What you are asked to do:
Which lines of the entries contain the string "including"? Please find them and copy them.

Dataset entries:
+===+

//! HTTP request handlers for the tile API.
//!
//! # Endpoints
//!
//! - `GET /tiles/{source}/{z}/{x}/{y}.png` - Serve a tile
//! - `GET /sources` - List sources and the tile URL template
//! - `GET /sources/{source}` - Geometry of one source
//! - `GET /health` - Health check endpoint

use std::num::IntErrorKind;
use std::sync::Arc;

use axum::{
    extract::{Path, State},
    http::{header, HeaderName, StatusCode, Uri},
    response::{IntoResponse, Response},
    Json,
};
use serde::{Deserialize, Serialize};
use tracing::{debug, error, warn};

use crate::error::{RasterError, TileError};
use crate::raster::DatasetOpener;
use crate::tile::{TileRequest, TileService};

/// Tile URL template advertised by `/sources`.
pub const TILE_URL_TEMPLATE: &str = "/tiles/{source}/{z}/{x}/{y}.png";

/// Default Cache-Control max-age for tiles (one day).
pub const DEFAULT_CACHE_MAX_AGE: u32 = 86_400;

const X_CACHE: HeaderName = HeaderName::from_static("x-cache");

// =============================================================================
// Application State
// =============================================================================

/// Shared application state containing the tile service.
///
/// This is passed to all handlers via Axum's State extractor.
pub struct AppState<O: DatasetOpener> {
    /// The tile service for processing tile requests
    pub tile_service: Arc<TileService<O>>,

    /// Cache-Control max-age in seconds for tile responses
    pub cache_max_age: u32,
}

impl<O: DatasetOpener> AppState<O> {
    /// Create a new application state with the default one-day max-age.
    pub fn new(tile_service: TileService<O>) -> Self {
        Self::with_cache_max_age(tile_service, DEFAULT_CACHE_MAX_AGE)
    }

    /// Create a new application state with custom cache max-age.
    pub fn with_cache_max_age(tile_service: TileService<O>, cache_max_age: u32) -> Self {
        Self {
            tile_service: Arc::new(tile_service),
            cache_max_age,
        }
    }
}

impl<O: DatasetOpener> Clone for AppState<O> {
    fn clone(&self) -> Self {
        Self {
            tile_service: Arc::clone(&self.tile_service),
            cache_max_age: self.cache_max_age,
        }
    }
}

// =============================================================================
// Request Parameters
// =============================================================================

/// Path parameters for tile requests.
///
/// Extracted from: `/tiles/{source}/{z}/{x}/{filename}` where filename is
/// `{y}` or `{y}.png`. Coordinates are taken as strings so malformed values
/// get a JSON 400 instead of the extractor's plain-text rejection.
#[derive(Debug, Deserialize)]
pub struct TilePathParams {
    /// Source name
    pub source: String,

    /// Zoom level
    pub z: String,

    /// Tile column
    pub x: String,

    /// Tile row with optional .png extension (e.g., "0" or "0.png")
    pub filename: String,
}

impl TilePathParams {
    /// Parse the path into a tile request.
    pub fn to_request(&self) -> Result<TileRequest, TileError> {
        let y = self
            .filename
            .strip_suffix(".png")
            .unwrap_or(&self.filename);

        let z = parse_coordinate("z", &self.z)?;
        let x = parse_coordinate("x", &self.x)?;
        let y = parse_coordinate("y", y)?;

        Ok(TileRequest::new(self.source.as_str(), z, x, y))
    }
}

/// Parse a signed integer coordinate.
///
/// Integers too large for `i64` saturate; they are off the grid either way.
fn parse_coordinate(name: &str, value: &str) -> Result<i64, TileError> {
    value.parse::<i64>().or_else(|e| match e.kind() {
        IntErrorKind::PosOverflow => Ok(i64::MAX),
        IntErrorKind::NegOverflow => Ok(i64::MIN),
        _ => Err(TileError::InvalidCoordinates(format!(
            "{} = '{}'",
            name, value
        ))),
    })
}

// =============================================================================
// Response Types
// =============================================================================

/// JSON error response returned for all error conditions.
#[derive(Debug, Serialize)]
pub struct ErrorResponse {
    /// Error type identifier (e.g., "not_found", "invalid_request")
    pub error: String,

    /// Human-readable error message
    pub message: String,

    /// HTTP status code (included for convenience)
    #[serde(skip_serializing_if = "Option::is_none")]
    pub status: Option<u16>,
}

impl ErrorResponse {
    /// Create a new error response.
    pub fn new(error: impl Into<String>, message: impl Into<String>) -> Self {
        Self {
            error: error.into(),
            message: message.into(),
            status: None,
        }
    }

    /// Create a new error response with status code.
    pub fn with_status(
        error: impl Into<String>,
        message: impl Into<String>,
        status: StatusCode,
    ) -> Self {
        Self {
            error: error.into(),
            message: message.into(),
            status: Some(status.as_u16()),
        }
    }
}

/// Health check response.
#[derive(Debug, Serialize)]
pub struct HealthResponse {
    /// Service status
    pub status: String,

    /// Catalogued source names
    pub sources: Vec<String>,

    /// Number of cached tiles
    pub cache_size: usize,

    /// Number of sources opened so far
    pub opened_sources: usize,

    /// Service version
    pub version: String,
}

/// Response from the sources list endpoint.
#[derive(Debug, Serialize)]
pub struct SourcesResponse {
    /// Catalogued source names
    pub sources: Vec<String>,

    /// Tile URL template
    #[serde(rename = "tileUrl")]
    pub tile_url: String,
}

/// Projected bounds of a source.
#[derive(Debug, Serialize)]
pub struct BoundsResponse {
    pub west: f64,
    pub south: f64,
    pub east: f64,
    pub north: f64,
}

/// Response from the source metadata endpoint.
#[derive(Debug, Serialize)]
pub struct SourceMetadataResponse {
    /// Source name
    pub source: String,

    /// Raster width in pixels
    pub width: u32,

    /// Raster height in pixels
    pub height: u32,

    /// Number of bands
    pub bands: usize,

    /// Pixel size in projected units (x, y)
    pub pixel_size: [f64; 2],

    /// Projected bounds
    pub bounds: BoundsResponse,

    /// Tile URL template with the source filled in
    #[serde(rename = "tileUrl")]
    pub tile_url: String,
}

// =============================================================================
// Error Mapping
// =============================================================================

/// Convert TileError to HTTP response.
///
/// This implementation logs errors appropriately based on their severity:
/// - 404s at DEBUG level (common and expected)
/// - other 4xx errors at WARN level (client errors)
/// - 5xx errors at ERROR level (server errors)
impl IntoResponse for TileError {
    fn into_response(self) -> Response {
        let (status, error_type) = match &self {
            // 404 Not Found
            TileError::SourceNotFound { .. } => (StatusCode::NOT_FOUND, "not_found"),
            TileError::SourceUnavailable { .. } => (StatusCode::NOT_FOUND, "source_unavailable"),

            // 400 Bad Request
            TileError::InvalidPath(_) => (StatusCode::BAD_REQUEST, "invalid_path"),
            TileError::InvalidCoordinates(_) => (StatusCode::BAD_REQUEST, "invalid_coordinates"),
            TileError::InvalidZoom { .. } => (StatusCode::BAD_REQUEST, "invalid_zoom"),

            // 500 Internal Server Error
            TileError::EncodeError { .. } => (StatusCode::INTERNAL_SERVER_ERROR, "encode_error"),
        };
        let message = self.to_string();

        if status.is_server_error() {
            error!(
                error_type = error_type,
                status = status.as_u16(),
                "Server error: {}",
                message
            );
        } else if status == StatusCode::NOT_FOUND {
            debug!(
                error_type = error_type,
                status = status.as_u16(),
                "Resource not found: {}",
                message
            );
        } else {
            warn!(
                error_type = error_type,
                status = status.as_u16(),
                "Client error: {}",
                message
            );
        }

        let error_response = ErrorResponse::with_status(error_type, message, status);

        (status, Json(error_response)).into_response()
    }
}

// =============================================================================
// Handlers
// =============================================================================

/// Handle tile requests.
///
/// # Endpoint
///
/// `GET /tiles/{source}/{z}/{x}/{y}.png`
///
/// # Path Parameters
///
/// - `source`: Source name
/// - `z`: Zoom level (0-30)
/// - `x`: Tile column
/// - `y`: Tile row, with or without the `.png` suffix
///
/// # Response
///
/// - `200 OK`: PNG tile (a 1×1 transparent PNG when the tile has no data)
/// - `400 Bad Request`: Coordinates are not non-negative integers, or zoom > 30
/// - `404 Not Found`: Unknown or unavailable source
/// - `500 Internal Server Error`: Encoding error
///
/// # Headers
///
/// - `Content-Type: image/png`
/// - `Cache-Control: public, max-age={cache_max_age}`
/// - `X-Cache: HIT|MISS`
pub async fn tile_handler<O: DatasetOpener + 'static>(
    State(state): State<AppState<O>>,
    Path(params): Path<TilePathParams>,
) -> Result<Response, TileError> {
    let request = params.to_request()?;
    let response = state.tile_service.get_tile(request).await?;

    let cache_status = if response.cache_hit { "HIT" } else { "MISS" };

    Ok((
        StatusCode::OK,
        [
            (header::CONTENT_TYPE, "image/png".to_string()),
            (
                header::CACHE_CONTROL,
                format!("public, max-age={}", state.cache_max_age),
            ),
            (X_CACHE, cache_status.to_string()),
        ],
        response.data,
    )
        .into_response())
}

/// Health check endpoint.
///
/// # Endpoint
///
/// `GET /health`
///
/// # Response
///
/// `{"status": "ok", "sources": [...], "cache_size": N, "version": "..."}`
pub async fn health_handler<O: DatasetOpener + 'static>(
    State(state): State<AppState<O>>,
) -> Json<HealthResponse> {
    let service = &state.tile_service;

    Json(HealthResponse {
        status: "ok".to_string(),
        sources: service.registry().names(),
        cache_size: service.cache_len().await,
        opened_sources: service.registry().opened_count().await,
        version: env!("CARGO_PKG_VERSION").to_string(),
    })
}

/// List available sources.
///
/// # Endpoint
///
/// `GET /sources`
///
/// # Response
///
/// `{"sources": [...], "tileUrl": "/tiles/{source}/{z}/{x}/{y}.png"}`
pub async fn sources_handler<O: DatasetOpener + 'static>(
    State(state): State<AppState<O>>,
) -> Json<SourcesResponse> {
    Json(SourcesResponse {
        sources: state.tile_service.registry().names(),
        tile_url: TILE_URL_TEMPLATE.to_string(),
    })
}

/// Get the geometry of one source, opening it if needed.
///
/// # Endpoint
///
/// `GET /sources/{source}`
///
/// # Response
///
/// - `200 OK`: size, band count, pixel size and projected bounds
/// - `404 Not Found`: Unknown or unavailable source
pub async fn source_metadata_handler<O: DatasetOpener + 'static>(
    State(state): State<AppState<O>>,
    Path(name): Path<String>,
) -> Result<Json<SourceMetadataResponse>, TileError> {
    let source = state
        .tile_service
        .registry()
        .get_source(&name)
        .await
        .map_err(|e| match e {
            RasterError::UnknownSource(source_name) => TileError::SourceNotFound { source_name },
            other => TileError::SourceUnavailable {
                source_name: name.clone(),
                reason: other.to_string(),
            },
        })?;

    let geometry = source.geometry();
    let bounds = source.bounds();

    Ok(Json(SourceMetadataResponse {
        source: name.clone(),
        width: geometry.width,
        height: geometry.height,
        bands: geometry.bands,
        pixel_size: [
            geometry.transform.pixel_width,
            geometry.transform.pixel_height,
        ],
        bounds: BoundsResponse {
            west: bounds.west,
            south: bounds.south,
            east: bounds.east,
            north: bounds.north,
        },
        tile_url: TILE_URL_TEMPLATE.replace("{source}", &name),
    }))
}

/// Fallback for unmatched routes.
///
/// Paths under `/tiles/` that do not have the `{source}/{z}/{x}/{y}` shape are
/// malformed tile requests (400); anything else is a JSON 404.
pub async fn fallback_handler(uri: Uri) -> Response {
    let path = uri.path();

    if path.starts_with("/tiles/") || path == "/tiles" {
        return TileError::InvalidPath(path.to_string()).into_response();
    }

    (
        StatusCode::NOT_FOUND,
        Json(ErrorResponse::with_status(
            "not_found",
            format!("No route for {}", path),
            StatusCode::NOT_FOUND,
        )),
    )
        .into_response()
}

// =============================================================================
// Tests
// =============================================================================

+===+

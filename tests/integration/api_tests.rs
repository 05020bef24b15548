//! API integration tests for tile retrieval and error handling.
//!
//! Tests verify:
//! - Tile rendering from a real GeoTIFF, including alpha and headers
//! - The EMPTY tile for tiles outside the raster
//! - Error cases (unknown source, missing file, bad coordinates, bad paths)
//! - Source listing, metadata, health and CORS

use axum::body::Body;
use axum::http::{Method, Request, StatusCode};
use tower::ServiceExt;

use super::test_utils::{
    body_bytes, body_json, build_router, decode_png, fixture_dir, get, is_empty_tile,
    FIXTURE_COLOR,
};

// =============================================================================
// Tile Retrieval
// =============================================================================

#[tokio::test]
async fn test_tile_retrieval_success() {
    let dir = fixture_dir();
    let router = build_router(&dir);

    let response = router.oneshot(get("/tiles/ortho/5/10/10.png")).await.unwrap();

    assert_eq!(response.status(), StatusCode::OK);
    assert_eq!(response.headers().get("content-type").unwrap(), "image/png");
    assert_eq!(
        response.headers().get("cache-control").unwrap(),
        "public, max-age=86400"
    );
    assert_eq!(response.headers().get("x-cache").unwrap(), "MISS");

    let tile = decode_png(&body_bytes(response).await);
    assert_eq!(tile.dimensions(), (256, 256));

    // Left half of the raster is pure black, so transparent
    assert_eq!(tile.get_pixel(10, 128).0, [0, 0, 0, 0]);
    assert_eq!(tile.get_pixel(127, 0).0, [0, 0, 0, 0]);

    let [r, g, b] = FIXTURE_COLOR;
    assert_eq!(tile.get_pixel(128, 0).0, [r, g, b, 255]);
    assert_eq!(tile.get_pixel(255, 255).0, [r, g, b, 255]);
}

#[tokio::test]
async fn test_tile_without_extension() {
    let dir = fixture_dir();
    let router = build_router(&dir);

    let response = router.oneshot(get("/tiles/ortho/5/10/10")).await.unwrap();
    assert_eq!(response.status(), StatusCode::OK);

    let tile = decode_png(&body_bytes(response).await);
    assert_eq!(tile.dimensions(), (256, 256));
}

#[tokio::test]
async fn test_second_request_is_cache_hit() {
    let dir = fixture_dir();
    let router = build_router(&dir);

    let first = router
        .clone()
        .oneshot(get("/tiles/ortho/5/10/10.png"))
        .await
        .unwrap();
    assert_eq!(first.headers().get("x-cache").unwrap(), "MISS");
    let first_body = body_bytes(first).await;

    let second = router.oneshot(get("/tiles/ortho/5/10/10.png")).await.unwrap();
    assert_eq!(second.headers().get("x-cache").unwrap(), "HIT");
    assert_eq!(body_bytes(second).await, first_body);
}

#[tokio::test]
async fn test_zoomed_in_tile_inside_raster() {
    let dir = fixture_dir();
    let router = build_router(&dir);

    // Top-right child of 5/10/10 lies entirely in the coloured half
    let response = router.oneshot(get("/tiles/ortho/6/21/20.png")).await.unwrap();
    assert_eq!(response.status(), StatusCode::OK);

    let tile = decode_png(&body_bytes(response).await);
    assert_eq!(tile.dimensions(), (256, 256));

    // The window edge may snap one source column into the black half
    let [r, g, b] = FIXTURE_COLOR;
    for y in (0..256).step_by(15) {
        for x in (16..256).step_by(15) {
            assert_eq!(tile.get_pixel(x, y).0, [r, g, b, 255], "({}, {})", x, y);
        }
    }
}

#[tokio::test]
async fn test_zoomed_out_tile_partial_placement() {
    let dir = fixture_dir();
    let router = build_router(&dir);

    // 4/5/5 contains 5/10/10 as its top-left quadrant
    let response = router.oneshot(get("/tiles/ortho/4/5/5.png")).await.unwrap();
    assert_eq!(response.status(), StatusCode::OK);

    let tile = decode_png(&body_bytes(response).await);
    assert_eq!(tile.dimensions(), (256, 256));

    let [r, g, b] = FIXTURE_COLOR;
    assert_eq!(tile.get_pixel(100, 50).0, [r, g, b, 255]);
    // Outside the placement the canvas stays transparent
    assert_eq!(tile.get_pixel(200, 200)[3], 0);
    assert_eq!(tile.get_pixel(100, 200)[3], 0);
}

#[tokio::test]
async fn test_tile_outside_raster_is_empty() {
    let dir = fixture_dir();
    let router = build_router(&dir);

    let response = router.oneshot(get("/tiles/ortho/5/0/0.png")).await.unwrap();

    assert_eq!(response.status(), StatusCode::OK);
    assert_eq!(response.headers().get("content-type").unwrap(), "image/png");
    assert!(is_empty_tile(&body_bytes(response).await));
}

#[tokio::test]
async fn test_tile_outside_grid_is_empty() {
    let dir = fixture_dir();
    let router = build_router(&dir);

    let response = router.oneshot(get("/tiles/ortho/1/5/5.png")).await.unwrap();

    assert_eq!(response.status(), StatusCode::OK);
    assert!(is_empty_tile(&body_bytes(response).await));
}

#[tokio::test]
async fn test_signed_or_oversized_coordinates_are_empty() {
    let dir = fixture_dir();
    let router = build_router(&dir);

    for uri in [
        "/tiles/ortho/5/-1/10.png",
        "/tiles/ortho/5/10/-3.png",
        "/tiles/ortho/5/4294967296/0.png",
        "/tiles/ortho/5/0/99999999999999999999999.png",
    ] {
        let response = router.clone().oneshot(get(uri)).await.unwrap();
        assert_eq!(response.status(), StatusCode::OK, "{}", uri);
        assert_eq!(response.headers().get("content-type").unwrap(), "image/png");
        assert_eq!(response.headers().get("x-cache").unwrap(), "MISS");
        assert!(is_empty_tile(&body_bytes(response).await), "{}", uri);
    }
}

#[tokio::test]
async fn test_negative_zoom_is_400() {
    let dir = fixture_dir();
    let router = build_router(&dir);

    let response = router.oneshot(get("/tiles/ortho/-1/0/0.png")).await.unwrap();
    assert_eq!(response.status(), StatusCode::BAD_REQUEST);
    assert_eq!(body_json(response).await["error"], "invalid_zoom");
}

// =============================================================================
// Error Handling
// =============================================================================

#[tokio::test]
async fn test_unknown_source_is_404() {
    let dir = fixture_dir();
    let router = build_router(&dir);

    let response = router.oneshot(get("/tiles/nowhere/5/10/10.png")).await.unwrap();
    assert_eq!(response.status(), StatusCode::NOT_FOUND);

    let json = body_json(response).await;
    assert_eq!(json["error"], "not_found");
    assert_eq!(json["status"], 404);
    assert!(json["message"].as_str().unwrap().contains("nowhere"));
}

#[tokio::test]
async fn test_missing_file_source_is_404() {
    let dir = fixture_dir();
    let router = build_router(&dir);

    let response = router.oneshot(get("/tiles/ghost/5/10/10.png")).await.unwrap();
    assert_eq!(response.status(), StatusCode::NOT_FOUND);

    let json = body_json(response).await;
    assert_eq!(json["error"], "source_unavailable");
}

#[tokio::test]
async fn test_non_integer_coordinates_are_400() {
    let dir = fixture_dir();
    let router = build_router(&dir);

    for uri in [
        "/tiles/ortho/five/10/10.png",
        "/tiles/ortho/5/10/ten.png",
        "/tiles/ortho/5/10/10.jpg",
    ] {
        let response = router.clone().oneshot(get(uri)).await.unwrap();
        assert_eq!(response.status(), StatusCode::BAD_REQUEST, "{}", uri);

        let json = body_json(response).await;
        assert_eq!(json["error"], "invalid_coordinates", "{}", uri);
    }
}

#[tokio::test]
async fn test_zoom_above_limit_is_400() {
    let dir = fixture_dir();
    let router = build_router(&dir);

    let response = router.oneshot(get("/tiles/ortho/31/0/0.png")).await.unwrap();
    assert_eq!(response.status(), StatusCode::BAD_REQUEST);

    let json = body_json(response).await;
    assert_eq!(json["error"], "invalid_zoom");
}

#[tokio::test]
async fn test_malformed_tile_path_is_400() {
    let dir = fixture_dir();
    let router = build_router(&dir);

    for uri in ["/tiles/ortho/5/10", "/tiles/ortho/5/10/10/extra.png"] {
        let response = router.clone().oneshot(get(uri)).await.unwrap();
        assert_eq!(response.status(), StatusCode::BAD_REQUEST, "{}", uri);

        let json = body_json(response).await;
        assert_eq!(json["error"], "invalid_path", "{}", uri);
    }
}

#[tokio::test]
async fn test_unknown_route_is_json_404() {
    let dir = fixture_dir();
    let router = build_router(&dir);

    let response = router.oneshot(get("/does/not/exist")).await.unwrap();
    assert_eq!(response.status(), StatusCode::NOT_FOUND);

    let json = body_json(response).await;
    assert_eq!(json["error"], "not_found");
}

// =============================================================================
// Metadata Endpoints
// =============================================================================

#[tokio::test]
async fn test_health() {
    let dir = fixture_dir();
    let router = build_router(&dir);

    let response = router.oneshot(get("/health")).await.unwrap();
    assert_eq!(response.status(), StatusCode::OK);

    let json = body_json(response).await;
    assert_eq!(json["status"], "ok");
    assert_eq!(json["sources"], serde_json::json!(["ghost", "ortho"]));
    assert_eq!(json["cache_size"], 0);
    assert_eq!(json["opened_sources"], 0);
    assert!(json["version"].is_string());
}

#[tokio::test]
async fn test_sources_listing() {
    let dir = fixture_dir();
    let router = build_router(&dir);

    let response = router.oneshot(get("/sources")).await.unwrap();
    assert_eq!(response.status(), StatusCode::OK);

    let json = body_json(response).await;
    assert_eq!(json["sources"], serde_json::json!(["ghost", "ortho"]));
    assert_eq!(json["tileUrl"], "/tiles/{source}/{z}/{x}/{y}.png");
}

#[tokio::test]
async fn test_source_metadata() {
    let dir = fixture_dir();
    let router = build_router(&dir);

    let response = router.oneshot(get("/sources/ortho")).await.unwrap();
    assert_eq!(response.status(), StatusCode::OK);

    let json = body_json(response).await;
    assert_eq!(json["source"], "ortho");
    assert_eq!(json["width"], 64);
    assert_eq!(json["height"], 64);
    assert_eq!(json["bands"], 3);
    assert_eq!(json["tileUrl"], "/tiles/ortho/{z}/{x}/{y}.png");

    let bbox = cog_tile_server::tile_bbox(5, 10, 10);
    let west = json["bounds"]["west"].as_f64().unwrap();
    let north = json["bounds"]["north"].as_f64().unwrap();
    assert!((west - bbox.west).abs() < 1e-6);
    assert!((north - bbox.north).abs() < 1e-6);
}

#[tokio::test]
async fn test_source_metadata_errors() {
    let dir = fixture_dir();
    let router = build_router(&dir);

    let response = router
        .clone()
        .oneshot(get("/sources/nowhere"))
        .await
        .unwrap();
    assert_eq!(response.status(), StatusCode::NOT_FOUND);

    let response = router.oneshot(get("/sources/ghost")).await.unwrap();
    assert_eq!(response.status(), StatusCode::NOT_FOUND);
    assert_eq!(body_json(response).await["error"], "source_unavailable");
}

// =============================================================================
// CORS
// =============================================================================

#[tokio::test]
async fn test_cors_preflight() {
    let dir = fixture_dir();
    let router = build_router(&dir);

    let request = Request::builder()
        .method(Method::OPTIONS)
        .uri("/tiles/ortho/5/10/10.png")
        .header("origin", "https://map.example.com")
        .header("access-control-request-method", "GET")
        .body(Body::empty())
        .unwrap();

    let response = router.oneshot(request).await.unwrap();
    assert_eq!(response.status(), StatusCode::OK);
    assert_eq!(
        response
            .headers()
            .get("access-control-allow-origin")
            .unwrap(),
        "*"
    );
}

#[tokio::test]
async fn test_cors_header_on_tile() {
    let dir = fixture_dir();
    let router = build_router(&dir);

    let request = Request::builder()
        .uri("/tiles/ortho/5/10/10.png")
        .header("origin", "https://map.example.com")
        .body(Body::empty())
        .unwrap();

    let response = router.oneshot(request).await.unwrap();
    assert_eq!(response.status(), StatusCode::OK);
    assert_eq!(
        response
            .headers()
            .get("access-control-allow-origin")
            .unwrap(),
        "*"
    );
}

+===+

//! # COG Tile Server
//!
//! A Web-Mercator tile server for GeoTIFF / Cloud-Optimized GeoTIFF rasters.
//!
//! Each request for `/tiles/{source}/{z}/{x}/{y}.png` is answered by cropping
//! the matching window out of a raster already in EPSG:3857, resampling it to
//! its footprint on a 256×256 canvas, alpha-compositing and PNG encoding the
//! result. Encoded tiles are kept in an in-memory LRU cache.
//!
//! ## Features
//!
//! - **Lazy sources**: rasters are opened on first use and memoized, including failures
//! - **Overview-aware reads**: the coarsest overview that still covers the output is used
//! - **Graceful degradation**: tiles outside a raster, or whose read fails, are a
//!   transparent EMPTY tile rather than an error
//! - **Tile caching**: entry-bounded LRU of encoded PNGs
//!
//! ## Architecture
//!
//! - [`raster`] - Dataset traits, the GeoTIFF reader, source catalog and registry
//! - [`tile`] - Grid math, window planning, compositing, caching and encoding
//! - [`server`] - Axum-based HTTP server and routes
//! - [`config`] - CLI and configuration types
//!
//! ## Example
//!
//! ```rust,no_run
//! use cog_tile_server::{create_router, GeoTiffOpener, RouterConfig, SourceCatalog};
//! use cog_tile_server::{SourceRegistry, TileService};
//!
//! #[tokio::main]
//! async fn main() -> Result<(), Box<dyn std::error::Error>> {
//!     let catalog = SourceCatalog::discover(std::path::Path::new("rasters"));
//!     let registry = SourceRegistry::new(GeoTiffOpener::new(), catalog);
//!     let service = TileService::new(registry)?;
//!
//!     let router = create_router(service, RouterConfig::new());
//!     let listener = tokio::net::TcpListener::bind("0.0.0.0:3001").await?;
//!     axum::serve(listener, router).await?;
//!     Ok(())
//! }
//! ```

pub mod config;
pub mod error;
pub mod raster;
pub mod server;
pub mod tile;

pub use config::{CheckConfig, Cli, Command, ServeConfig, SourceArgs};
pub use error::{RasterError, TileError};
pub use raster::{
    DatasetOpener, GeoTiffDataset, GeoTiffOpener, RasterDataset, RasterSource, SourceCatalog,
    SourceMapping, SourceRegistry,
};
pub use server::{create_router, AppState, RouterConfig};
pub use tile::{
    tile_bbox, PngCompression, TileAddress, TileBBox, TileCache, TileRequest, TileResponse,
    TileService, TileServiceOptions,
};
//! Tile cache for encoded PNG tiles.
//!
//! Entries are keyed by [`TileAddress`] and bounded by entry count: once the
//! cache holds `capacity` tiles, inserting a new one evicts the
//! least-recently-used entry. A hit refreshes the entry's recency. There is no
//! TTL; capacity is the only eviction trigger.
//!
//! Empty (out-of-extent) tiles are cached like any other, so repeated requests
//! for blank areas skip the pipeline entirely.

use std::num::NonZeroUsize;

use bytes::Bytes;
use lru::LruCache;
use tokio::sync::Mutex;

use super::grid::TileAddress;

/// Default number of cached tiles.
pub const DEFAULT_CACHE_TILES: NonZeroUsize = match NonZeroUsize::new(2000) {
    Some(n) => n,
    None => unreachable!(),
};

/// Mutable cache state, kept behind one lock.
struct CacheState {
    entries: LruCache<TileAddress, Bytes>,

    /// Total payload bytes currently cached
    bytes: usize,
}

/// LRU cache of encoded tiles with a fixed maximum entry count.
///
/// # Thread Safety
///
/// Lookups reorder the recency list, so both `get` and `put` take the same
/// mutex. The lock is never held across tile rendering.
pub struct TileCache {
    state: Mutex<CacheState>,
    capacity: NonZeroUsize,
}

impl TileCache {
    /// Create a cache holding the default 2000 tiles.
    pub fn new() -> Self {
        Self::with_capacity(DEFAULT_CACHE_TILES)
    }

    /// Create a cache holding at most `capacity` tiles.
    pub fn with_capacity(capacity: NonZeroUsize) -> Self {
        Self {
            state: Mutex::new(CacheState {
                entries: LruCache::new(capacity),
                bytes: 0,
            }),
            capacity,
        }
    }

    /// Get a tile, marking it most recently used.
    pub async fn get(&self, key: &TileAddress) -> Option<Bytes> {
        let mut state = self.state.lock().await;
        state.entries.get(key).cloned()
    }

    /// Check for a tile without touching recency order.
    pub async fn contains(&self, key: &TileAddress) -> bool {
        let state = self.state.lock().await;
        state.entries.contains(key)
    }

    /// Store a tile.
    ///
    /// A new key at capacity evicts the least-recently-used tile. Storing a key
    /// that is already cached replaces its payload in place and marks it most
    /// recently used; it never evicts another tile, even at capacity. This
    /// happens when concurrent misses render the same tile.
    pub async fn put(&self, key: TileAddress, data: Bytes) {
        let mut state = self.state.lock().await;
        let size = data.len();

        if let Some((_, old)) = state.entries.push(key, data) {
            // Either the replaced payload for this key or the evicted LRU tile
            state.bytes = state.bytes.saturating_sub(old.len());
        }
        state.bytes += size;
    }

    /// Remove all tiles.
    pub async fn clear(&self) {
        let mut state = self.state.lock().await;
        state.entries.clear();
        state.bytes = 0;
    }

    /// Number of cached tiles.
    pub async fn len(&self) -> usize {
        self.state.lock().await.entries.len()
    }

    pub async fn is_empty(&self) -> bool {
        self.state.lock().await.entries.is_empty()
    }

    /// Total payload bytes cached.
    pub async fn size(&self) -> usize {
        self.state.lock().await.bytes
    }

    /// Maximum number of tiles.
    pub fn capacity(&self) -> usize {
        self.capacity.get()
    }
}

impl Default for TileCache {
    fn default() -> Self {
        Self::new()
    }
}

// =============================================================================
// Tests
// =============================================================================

+===+

Result of the exercise:
//! - Tile rendering from a real GeoTIFF, including alpha and headers
//! - **Lazy sources**: rasters are opened on first use and memoized, including failures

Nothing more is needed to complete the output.